### Brief
Which lines of the data below contain "match"? Please show them all.

### Materials provided
------------------------------------

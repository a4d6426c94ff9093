//! CLI for maze generation

use std::io::{self, BufRead, Write};

use anyhow::{bail, Context};
use clap::Parser;
use itertools::Itertools;
use log::info;
use prim_maze::{Layout, MazeGenerator};

/// Perfect maze generator
///
/// Dimensions that are not given are asked for on the terminal.
#[derive(Parser, Debug)]
#[command(version, about, long_about = None)]
struct Args {
    /// Number of rows
    #[arg(long)]
    rows: Option<usize>,

    /// Number of columns
    #[arg(long)]
    cols: Option<usize>,

    /// Random seed
    #[arg(long)]
    seed: Option<u64>,

    /// Put start and end in opposite corners
    #[arg(long)]
    corners: bool,

    /// Also find and print the shortest path
    #[arg(long)]
    solve: bool,
}

/// Ask for a positive number on stderr, read it from stdin
fn prompt(name: &str) -> anyhow::Result<usize> {
    eprint!("Enter the number of {name} for the maze: ");
    io::stderr().flush()?;

    let mut line = String::new();
    io::stdin().lock().read_line(&mut line)?;
    let value: i64 = line
        .trim()
        .parse()
        .with_context(|| format!("Expected a whole number of {name}, got `{}`", line.trim()))?;
    if value <= 0 {
        bail!("Number of {name} must be positive, got {value}");
    }
    Ok(usize::try_from(value)?)
}

/// Generate maze, print it
fn main() -> anyhow::Result<()> {
    env_logger::init();
    let args = Args::parse();

    let rows = match args.rows {
        Some(rows) => rows,
        None => prompt("rows")?,
    };
    let cols = match args.cols {
        Some(cols) => cols,
        None => prompt("columns")?,
    };
    let layout = if args.corners {
        Layout::Corners
    } else {
        Layout::Reflected
    };

    let mut gen = MazeGenerator::new(rows, cols, args.seed)?.with_layout(layout);
    info!("generating {rows}x{cols} maze with seed {}", gen.seed());
    gen.generate();

    if args.solve {
        let path = gen.solve()?;
        println!("{}", gen.maze().render_path(&path));
        println!("Start: {}", gen.start()?);
        println!("End: {}", gen.end()?);
        println!("{}", path.iter().join(" "));
    } else {
        // Only the maze goes to stdout, so it can be piped into `solve-maze -`
        println!("{}", gen.maze());
        eprintln!("Start: {}", gen.start()?);
        eprintln!("End: {}", gen.end()?);
        eprintln!("Seed: {}", gen.seed());
    }
    Ok(())
}
use thiserror::Error;

/// Engine set up without something it cannot work without.
#[derive(Debug, Error, Clone, PartialEq, Eq)]
pub enum ConfigError {
    #[error("missing recipe search credentials (EDAMAM_APP_ID / EDAMAM_APP_KEY)")]
    MissingSearchCredentials,
}

/// Upstream search failures. These never leave the planner: any of them
/// moves the slot to the next fallback tier.
#[derive(Debug, Error)]
pub enum SearchError {
    #[error("search request failed: {0}")]
    Network(String),
    #[error("search request timed out")]
    Timeout,
    #[error("search provider returned {status}: {body}")]
    Status { status: u16, body: String },
    #[error("malformed search response: {0}")]
    Malformed(String),
    #[error(transparent)]
    Config(#[from] ConfigError),
}

#[derive(Debug, Error)]
pub enum StoreError {
    #[error("database error: {0}")]
    Database(#[from] sqlx::Error),
    #[error("stored plan could not be decoded: {0}")]
    Corrupt(String),
}

#[derive(Debug, Error)]
pub enum PlannerError {
    #[error(transparent)]
    Config(#[from] ConfigError),
    #[error(transparent)]
    Store(#[from] StoreError),
    #[error("user {0} not found")]
    UnknownUser(uuid::Uuid),
    #[error("no meal plan found for today")]
    NoPlanToday,
    #[error("meal not found or already completed")]
    MealNotCompletable,
}
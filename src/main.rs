use mealplanner::state::AppState;

#[tokio::main]
async fn main() -> anyhow::Result<()> {
    dotenvy::dotenv().ok();

    let env_filter = std::env::var("RUST_LOG")
        .unwrap_or_else(|_| "mealplanner=debug,sqlx=warn".to_string());
    let json_logs = std::env::var("LOG_FORMAT")
        .map(|v| v == "json")
        .unwrap_or(false);

    if json_logs {
        tracing_subscriber::fmt()
            .with_env_filter(env_filter)
            .with_target(false)
            .json()
            .init();
    } else {
        tracing_subscriber::fmt().with_env_filter(env_filter).init();
    }

    let app_state = AppState::init().await?;

    // One pass over all users; scheduling is left to cron or similar.
    let report = app_state.planner.run_automatic_sweep().await?;
    tracing::info!(
        generated = report.generated,
        skipped = report.skipped,
        failed = report.failed,
        total = report.total,
        "sweep complete"
    );

    Ok(())
}
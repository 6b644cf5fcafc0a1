use async_trait::async_trait;
use sqlx::{types::Json, PgPool};
use time::{Date, OffsetDateTime};
use tracing::debug;
use uuid::Uuid;

use super::dto::{DailyPlan, GenerationKind, MealSlot};
use super::repo_types::{PlanRow, PLAN_COLUMNS};
use crate::error::StoreError;

#[derive(Debug)]
pub enum CompletionOutcome {
    Completed(DailyPlan),
    NoPlan,
    NotCompletable,
}

/// Storage for daily plans, keyed by (user, date).
#[async_trait]
pub trait PlanStore: Send + Sync {
    async fn find(&self, user_id: Uuid, date: Date) -> Result<Option<DailyPlan>, StoreError>;

    /// Writes a freshly generated plan and bumps the generation counters in
    /// one atomic step. Returns `None` without writing anything when the
    /// record no longer accepts this kind of generation: the manual quota is
    /// used up, or an automatic run would replace a stamped plan.
    async fn apply_generation(
        &self,
        fresh: &DailyPlan,
        kind: GenerationKind,
        at: OffsetDateTime,
        limit: i32,
    ) -> Result<Option<DailyPlan>, StoreError>;

    async fn complete_meal(
        &self,
        user_id: Uuid,
        date: Date,
        slot: MealSlot,
        at: OffsetDateTime,
    ) -> Result<CompletionOutcome, StoreError>;

    async fn delete_for_user(&self, user_id: Uuid) -> Result<u64, StoreError>;
}

/// Conditional upsert behind `apply_generation`. The conflict branch's WHERE
/// mirrors `GenerationPolicy::apply`: manual writes need
/// `daily_generation_count < limit` and bump both counters; automatic writes
/// only replace a row with no `generation_origin` and keep the counters. A
/// row failing the guard is left untouched and RETURNING yields nothing.
/// Binds `$1..$11`, plus `$12` (the limit) for manual writes.
fn generation_upsert_sql(kind: GenerationKind) -> String {
    let (initial_counts, counter_update, guard) = match kind {
        GenerationKind::Manual => (
            "1, 1",
            "manual_generation_count = meal_plans.manual_generation_count + 1,
             daily_generation_count = meal_plans.daily_generation_count + 1,",
            "meal_plans.daily_generation_count < $12",
        ),
        GenerationKind::Automatic => ("0, 0", "", "meal_plans.generation_origin IS NULL"),
    };
    format!(
        r#"
        INSERT INTO meal_plans (user_id, plan_date, target_daily_calories, meals,
                                total_calories, total_protein, total_carbs, total_fats,
                                consumed_calories, generation_origin,
                                manual_generation_count, daily_generation_count,
                                last_generated_at)
        VALUES ($1, $2, $3, $4, $5, $6, $7, $8, $9, $10, {initial_counts}, $11)
        ON CONFLICT (user_id, plan_date) DO UPDATE SET
            target_daily_calories = EXCLUDED.target_daily_calories,
            meals = EXCLUDED.meals,
            total_calories = EXCLUDED.total_calories,
            total_protein = EXCLUDED.total_protein,
            total_carbs = EXCLUDED.total_carbs,
            total_fats = EXCLUDED.total_fats,
            consumed_calories = EXCLUDED.consumed_calories,
            generation_origin = EXCLUDED.generation_origin,
            {counter_update}
            last_generated_at = EXCLUDED.last_generated_at,
            updated_at = now()
        WHERE {guard}
        RETURNING {PLAN_COLUMNS}
        "#
    )
}

#[derive(Clone)]
pub struct PgPlanStore {
    db: PgPool,
}

impl PgPlanStore {
    pub fn new(db: PgPool) -> Self {
        Self { db }
    }
}

#[async_trait]
impl PlanStore for PgPlanStore {
    async fn find(&self, user_id: Uuid, date: Date) -> Result<Option<DailyPlan>, StoreError> {
        let sql = format!(
            "SELECT {PLAN_COLUMNS} FROM meal_plans WHERE user_id = $1 AND plan_date = $2"
        );
        let row = sqlx::query_as::<_, PlanRow>(&sql)
            .bind(user_id)
            .bind(date)
            .fetch_optional(&self.db)
            .await?;
        row.map(DailyPlan::try_from).transpose()
    }

    async fn apply_generation(
        &self,
        fresh: &DailyPlan,
        kind: GenerationKind,
        at: OffsetDateTime,
        limit: i32,
    ) -> Result<Option<DailyPlan>, StoreError> {
        let sql = generation_upsert_sql(kind);

        let mut query = sqlx::query_as::<_, PlanRow>(&sql)
            .bind(fresh.user_id)
            .bind(fresh.date)
            .bind(fresh.target_daily_calories)
            .bind(Json(&fresh.meals))
            .bind(fresh.summary.calories)
            .bind(fresh.summary.protein)
            .bind(fresh.summary.carbs)
            .bind(fresh.summary.fats)
            .bind(fresh.consumed_calories)
            .bind(kind.as_str())
            .bind(at);
        if kind == GenerationKind::Manual {
            query = query.bind(limit);
        }

        let row = query.fetch_optional(&self.db).await?;
        debug!(user_id = %fresh.user_id, kind = kind.as_str(), written = row.is_some(), "apply_generation");
        row.map(DailyPlan::try_from).transpose()
    }

    async fn complete_meal(
        &self,
        user_id: Uuid,
        date: Date,
        slot: MealSlot,
        at: OffsetDateTime,
    ) -> Result<CompletionOutcome, StoreError> {
        let mut tx = self.db.begin().await?;

        let sql = format!(
            "SELECT {PLAN_COLUMNS} FROM meal_plans \
             WHERE user_id = $1 AND plan_date = $2 FOR UPDATE"
        );
        let row = sqlx::query_as::<_, PlanRow>(&sql)
            .bind(user_id)
            .bind(date)
            .fetch_optional(&mut *tx)
            .await?;
        let Some(row) = row else {
            return Ok(CompletionOutcome::NoPlan);
        };

        let mut plan = DailyPlan::try_from(row)?;
        if !plan.complete_meal(slot, at) {
            return Ok(CompletionOutcome::NotCompletable);
        }

        sqlx::query(
            r#"
            UPDATE meal_plans
               SET meals = $3,
                   total_calories = $4,
                   consumed_calories = $5,
                   updated_at = now()
             WHERE user_id = $1 AND plan_date = $2
            "#,
        )
        .bind(user_id)
        .bind(date)
        .bind(Json(&plan.meals))
        .bind(plan.summary.calories)
        .bind(plan.consumed_calories)
        .execute(&mut *tx)
        .await?;
        tx.commit().await?;

        Ok(CompletionOutcome::Completed(plan))
    }

    async fn delete_for_user(&self, user_id: Uuid) -> Result<u64, StoreError> {
        let res = sqlx::query(r#"DELETE FROM meal_plans WHERE user_id = $1"#)
            .bind(user_id)
            .execute(&self.db)
            .await?;
        Ok(res.rows_affected())
    }
}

------------------------------------

### Answer for the task
    let rows = match args.rows {
    let cols = match args.cols {
    let (initial_counts, counter_update, guard) = match kind {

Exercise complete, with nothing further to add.